> _Given data_
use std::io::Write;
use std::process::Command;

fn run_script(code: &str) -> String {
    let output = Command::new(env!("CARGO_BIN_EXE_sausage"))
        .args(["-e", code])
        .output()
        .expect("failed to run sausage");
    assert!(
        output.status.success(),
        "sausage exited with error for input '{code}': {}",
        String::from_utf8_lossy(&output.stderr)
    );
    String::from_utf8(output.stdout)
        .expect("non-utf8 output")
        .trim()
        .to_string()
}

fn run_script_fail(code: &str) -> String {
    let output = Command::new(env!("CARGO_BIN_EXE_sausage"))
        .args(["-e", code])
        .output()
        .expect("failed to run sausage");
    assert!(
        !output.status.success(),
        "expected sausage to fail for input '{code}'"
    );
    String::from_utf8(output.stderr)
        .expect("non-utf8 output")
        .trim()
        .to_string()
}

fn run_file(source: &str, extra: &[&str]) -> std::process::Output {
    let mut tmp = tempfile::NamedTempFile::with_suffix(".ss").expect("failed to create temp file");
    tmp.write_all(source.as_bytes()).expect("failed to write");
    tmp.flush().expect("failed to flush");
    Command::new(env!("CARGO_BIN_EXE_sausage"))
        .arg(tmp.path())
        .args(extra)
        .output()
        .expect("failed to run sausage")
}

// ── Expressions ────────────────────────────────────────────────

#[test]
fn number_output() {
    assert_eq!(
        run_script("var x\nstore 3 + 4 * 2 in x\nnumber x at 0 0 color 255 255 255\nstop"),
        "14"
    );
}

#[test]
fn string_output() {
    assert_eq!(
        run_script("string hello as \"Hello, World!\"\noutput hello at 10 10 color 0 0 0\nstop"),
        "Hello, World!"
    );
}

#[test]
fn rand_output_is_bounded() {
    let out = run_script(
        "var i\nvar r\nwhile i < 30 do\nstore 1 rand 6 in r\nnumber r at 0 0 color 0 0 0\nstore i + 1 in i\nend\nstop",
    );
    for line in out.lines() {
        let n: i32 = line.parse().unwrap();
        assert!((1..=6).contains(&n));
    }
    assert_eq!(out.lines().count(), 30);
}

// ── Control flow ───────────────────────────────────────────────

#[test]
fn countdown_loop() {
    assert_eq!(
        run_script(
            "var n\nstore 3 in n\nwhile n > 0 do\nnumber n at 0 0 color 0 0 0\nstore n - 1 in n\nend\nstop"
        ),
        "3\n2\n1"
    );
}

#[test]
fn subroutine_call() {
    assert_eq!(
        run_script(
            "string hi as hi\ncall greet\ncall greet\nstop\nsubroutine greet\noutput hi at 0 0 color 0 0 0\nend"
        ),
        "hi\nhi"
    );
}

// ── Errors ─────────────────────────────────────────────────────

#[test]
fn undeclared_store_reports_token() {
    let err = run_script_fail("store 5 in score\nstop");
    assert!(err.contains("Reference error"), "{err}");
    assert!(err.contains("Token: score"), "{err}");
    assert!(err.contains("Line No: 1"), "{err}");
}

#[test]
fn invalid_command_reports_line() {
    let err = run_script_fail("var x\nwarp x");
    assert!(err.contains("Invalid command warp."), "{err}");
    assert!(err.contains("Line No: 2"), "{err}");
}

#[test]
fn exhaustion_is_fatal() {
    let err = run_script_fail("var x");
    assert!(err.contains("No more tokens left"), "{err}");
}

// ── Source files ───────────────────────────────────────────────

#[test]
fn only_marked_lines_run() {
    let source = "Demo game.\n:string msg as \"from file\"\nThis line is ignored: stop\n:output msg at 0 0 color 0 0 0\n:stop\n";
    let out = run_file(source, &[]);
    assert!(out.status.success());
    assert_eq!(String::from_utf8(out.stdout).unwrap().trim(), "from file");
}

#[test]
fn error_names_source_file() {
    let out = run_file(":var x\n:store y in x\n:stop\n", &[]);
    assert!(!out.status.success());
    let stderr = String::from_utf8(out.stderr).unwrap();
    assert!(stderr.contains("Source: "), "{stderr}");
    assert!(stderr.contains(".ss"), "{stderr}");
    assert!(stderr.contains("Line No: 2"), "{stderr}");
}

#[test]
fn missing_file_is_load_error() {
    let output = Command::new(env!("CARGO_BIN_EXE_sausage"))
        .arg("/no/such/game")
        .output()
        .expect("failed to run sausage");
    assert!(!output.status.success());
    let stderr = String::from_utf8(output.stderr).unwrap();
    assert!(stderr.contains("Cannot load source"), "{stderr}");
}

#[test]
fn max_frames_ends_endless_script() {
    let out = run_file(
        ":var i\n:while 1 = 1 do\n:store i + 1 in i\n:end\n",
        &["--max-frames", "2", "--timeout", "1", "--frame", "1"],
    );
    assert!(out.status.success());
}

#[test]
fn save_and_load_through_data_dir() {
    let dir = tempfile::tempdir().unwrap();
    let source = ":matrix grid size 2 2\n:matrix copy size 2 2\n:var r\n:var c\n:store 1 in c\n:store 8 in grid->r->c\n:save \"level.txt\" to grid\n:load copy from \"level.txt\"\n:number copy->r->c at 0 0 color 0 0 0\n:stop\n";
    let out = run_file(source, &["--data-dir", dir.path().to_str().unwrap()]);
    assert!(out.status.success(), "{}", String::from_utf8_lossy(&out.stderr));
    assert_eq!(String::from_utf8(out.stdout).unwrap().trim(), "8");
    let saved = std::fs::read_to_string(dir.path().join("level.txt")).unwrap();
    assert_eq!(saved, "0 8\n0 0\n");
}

> _Task goal_
The lines you return should be those above that contain the word "stdout", every one of them.

> _Answer to this problem_
    String::from_utf8(output.stdout)
    assert_eq!(String::from_utf8(out.stdout).unwrap().trim(), "from file");
    assert_eq!(String::from_utf8(out.stdout).unwrap().trim(), "8");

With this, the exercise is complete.